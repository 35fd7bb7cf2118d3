//! Administrator dashboard: totals, recent entries and open alerts.

use std::fmt;

use crate::api::{
  ApiError, CachedApiClient, Department, Employee, EmployeeId, MoodEntry, WellBeingAlert,
};
use crate::api::transport::Transport;
use crate::cache::CacheStorage;
use crate::query::Query;
use crate::retry::RetryPolicy;

use super::mood_form::{mood_label, stress_label};

/// How many entries the dashboard lists.
pub const RECENT_ENTRIES: usize = 5;

#[derive(Debug, Clone, Default)]
pub struct DashboardData {
  pub mood_entries: Vec<MoodEntry>,
  pub employees: Vec<Employee>,
  pub departments: Vec<Department>,
  pub alerts: Vec<WellBeingAlert>,
}

#[derive(Debug, Clone, Copy, PartialEq, Eq)]
pub struct DashboardStats {
  pub mood_entries: usize,
  pub employees: usize,
  pub active_alerts: usize,
  pub departments: usize,
}

/// Traffic-light classification of a 1-5 level.
#[derive(Debug, Clone, Copy, PartialEq, Eq)]
pub enum Band {
  Good,
  Neutral,
  Poor,
}

impl Band {
  fn marker(self) -> &'static str {
    match self {
      Band::Good => "+",
      Band::Neutral => "~",
      Band::Poor => "!",
    }
  }
}

/// Higher mood is better.
pub fn mood_band(level: u8) -> Band {
  match level {
    4.. => Band::Good,
    3 => Band::Neutral,
    _ => Band::Poor,
  }
}

/// Lower stress is better.
pub fn stress_band(level: u8) -> Band {
  match level {
    0..=2 => Band::Good,
    3 => Band::Neutral,
    _ => Band::Poor,
  }
}

/// Load the four resources one after another.
///
/// A cold dashboard costs four round trips in sequence.
pub async fn load_dashboard<T: Transport, S: CacheStorage>(
  client: &CachedApiClient<T, S>,
) -> Result<DashboardData, ApiError> {
  let mood_entries = client.list_mood_entries().await?;
  let employees = client.list_employees().await?;
  let departments = client.list_departments().await?;
  let alerts = client.list_alerts().await?;

  Ok(DashboardData {
    mood_entries,
    employees,
    departments,
    alerts,
  })
}

pub fn dashboard_query<T, S>(client: CachedApiClient<T, S>, policy: RetryPolicy) -> Query<DashboardData>
where
  T: Transport + 'static,
  S: CacheStorage + 'static,
{
  Query::new(move || {
    let client = client.clone();
    async move { load_dashboard(&client).await }
  })
  .with_retry(policy)
}

impl DashboardData {
  pub fn stats(&self) -> DashboardStats {
    DashboardStats {
      mood_entries: self.mood_entries.len(),
      employees: self.employees.len(),
      active_alerts: self
        .alerts
        .iter()
        .filter(|a| a.risk_level.is_active())
        .count(),
      departments: self.departments.len(),
    }
  }

  pub fn employee_name(&self, id: EmployeeId) -> Option<&str> {
    self
      .employees
      .iter()
      .find(|e| e.id == id)
      .map(|e| e.name.as_str())
  }

  /// Newest entries first (by date, then id).
  pub fn recent_entries(&self, limit: usize) -> Vec<&MoodEntry> {
    let mut entries: Vec<&MoodEntry> = self.mood_entries.iter().collect();
    entries.sort_by(|a, b| b.date.cmp(&a.date).then(b.id.cmp(&a.id)));
    entries.truncate(limit);
    entries
  }

  /// Alerts ordered by severity, most severe first.
  pub fn alerts_by_risk(&self) -> Vec<&WellBeingAlert> {
    let mut alerts: Vec<&WellBeingAlert> = self.alerts.iter().collect();
    alerts.sort_by(|a, b| {
      b.risk_level
        .cmp(&a.risk_level)
        .then_with(|| b.generated_at.cmp(&a.generated_at))
    });
    alerts
  }

  /// Average mood and stress over all entries, if there are any.
  pub fn averages(&self) -> Option<(f64, f64)> {
    if self.mood_entries.is_empty() {
      return None;
    }
    let n = self.mood_entries.len() as f64;
    let mood: u32 = self.mood_entries.iter().map(|e| u32::from(e.mood_level)).sum();
    let stress: u32 = self.mood_entries.iter().map(|e| u32::from(e.stress_level)).sum();
    Some((f64::from(mood) / n, f64::from(stress) / n))
  }
}

impl fmt::Display for DashboardData {
  fn fmt(&self, f: &mut fmt::Formatter<'_>) -> fmt::Result {
    let stats = self.stats();

    writeln!(f, "Well-being dashboard")?;
    writeln!(f, "  Mood entries:   {}", stats.mood_entries)?;
    writeln!(f, "  Employees:      {}", stats.employees)?;
    writeln!(f, "  Active alerts:  {}", stats.active_alerts)?;
    writeln!(f, "  Departments:    {}", stats.departments)?;
    if let Some((mood, stress)) = self.averages() {
      writeln!(f, "  Average mood {:.1}, average stress {:.1}", mood, stress)?;
    }

    writeln!(f)?;
    writeln!(f, "Recent entries")?;
    let recent = self.recent_entries(RECENT_ENTRIES);
    if recent.is_empty() {
      writeln!(f, "  (none)")?;
    }
    for entry in recent {
      let name = self.employee_name(entry.employee_id).unwrap_or("unknown employee");
      writeln!(
        f,
        "  {} {:<24} mood {} {} ({}), stress {} {} ({})",
        entry.date,
        name,
        mood_band(entry.mood_level).marker(),
        entry.mood_level,
        mood_label(entry.mood_level),
        stress_band(entry.stress_level).marker(),
        entry.stress_level,
        stress_label(entry.stress_level),
      )?;
    }

    writeln!(f)?;
    writeln!(f, "Alerts")?;
    let alerts = self.alerts_by_risk();
    if alerts.is_empty() {
      writeln!(f, "  (none)")?;
    }
    for alert in alerts {
      let name = self.employee_name(alert.employee_id).unwrap_or("unknown employee");
      writeln!(
        f,
        "  [{:<8}] {} - {} ({}, {})",
        alert.risk_level.label().to_uppercase(),
        alert.alert_type,
        alert.description,
        name,
        alert.generated_at,
      )?;
    }

    Ok(())
  }
}

#[cfg(test)]
mod tests {
  use super::*;
  use crate::api::transport::mock::MockTransport;
  use crate::api::client::ApiClient;
  use crate::api::RiskLevel;
  use crate::cache::{CacheLayer, MemoryStorage};
  use reqwest::{Method, StatusCode};
  use serde_json::json;

  fn entry(id: u64, date: &str, mood: u8, stress: u8, employee_id: u64) -> MoodEntry {
    MoodEntry {
      id,
      date: date.into(),
      mood_level: mood,
      stress_level: stress,
      note: "Anotação do dia".into(),
      employee_id,
    }
  }

  fn alert(id: u64, risk: RiskLevel, generated_at: &str) -> WellBeingAlert {
    WellBeingAlert {
      id,
      alert_type: "ESTRESSE_ELEVADO".into(),
      description: "Estresse alto por vários dias".into(),
      risk_level: risk,
      generated_at: generated_at.into(),
      employee_id: 1,
    }
  }

  fn sample() -> DashboardData {
    DashboardData {
      mood_entries: vec![
        entry(1, "2025-03-10", 4, 2, 1),
        entry(2, "2025-03-12", 2, 5, 2),
        entry(3, "2025-03-12", 3, 3, 1),
      ],
      employees: vec![Employee {
        id: 1,
        name: "Ana Souza".into(),
        tax_id: String::new(),
        email: String::new(),
        password_hash: String::new(),
        role_type: String::new(),
        department_id: 1,
      }],
      departments: vec![],
      alerts: vec![
        alert(1, RiskLevel::Medium, "2025-03-11"),
        alert(2, RiskLevel::Critical, "2025-03-10"),
        alert(3, RiskLevel::High, "2025-03-12"),
        alert(4, RiskLevel::Unknown, "2025-03-12"),
      ],
    }
  }

  #[test]
  fn test_stats_count_only_high_and_critical_alerts() {
    let stats = sample().stats();
    assert_eq!(
      stats,
      DashboardStats {
        mood_entries: 3,
        employees: 1,
        active_alerts: 2,
        departments: 0,
      }
    );
  }

  #[test]
  fn test_bands() {
    assert_eq!(mood_band(5), Band::Good);
    assert_eq!(mood_band(4), Band::Good);
    assert_eq!(mood_band(3), Band::Neutral);
    assert_eq!(mood_band(1), Band::Poor);
    assert_eq!(stress_band(1), Band::Good);
    assert_eq!(stress_band(2), Band::Good);
    assert_eq!(stress_band(3), Band::Neutral);
    assert_eq!(stress_band(5), Band::Poor);
  }

  #[test]
  fn test_recent_entries_newest_first() {
    let data = sample();
    let ids: Vec<u64> = data.recent_entries(2).iter().map(|e| e.id).collect();
    assert_eq!(ids, vec![3, 2]);
  }

  #[test]
  fn test_alerts_sorted_by_risk() {
    let data = sample();
    let ids: Vec<u64> = data.alerts_by_risk().iter().map(|a| a.id).collect();
    assert_eq!(ids, vec![2, 3, 1, 4]);
  }

  #[test]
  fn test_averages() {
    let (mood, stress) = sample().averages().unwrap();
    assert!((mood - 3.0).abs() < f64::EPSILON);
    assert!((stress - 10.0 / 3.0).abs() < 1e-9);
    assert!(DashboardData::default().averages().is_none());
  }

  #[test]
  fn test_render_names_employees() {
    let text = sample().to_string();
    assert!(text.contains("Active alerts:  2"));
    assert!(text.contains("Ana Souza"));
    assert!(text.contains("unknown employee"));
    assert!(text.contains("[CRITICAL]"));
  }

  #[tokio::test]
  async fn test_load_stops_at_first_failure() {
    let transport = MockTransport::new();
    transport.respond(Method::GET, "/api/humor", StatusCode::OK, json!([]));
    transport.respond_raw(Method::GET, "/api/empregado", StatusCode::SERVICE_UNAVAILABLE, "");
    transport.respond(Method::GET, "/api/departamento", StatusCode::OK, json!([]));
    transport.respond(Method::GET, "/api/alerta", StatusCode::OK, json!([]));

    let client = CachedApiClient::new(
      ApiClient::new("http://backend.test/api", transport.clone()).unwrap(),
      CacheLayer::new(MemoryStorage::new()),
    );

    let err = load_dashboard(&client).await.unwrap_err();
    assert_eq!(err.status(), Some(StatusCode::SERVICE_UNAVAILABLE));

    // Loads are sequential: nothing after the failing read is requested
    let paths: Vec<String> = transport
      .requests()
      .iter()
      .map(|r| r.url.path().to_string())
      .collect();
    assert_eq!(paths, vec!["/api/humor", "/api/empregado"]);
  }

  #[tokio::test]
  async fn test_query_loads_all_resources() {
    let transport = MockTransport::new();
    transport.respond(Method::GET, "/api/humor", StatusCode::OK, json!([]));
    transport.respond(Method::GET, "/api/empregado", StatusCode::OK, json!([]));
    transport.respond(Method::GET, "/api/departamento", StatusCode::OK, json!([{
      "id_departamento": 1,
      "nome_departamento": "Engenharia",
      "descricao": "Produto e plataforma",
      "quantidade_colaboradores": 12
    }]));
    transport.respond(Method::GET, "/api/alerta", StatusCode::OK, json!([]));

    let client = CachedApiClient::new(
      ApiClient::new("http://backend.test/api", transport.clone()).unwrap(),
      CacheLayer::new(MemoryStorage::new()),
    );

    let mut query = dashboard_query(client, RetryPolicy::none());
    let state = query
      .settle(std::time::Duration::from_millis(5), |_| {})
      .await;

    assert_eq!(state.data().unwrap().departments[0].headcount, 12);
  }
}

Activity:
A single number is expected: how many lines in the material above contain the word "RiskLevel".

Task result:
6